Task objective = Pull every "AtomInner" line out of the data below.

Data listing =
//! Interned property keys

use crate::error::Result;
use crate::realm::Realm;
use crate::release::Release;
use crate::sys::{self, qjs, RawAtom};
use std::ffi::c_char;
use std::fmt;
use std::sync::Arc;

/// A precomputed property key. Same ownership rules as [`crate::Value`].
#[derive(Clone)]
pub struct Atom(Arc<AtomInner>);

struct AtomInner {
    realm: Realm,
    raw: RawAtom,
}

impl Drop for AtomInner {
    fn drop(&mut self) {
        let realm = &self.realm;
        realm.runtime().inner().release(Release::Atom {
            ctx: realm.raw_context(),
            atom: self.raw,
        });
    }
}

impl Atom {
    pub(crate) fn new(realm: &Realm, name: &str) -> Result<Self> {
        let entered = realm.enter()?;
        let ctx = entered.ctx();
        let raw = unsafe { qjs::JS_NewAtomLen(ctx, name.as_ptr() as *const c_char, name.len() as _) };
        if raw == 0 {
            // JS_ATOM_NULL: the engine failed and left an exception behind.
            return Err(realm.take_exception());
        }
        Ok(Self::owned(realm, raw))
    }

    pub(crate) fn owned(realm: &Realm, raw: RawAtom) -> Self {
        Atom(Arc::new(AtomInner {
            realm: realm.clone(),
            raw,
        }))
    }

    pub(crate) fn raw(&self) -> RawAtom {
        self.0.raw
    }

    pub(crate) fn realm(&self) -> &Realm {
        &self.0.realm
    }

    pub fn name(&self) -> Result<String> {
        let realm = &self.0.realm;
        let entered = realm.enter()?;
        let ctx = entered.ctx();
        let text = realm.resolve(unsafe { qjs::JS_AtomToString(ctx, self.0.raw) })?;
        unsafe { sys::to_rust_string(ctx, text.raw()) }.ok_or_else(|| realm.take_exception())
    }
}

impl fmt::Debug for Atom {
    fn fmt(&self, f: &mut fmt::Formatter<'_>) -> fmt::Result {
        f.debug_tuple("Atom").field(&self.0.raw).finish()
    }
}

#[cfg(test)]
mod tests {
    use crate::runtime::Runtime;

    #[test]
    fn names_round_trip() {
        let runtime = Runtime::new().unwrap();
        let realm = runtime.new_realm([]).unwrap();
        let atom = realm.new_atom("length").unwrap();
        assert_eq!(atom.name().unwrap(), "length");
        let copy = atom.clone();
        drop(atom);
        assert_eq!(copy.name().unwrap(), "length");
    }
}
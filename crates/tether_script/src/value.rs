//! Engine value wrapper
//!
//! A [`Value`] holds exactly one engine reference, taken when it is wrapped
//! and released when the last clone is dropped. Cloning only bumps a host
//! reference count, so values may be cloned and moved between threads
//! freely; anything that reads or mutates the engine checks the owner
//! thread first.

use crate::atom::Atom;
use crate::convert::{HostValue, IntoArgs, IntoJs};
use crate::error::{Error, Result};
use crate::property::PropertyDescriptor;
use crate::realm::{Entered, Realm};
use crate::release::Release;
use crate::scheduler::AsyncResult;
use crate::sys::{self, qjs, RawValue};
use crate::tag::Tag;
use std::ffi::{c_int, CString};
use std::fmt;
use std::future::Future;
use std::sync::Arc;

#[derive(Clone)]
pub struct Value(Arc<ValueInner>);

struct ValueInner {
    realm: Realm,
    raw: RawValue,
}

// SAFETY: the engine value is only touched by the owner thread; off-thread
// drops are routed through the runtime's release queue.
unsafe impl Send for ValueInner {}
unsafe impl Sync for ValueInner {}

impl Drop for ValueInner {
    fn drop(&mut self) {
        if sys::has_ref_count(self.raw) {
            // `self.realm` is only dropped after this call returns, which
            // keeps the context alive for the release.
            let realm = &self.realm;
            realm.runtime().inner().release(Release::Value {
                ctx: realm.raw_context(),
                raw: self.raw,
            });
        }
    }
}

Solution below =
pub struct Atom(Arc<AtomInner>);
struct AtomInner {
impl Drop for AtomInner {
        Atom(Arc::new(AtomInner {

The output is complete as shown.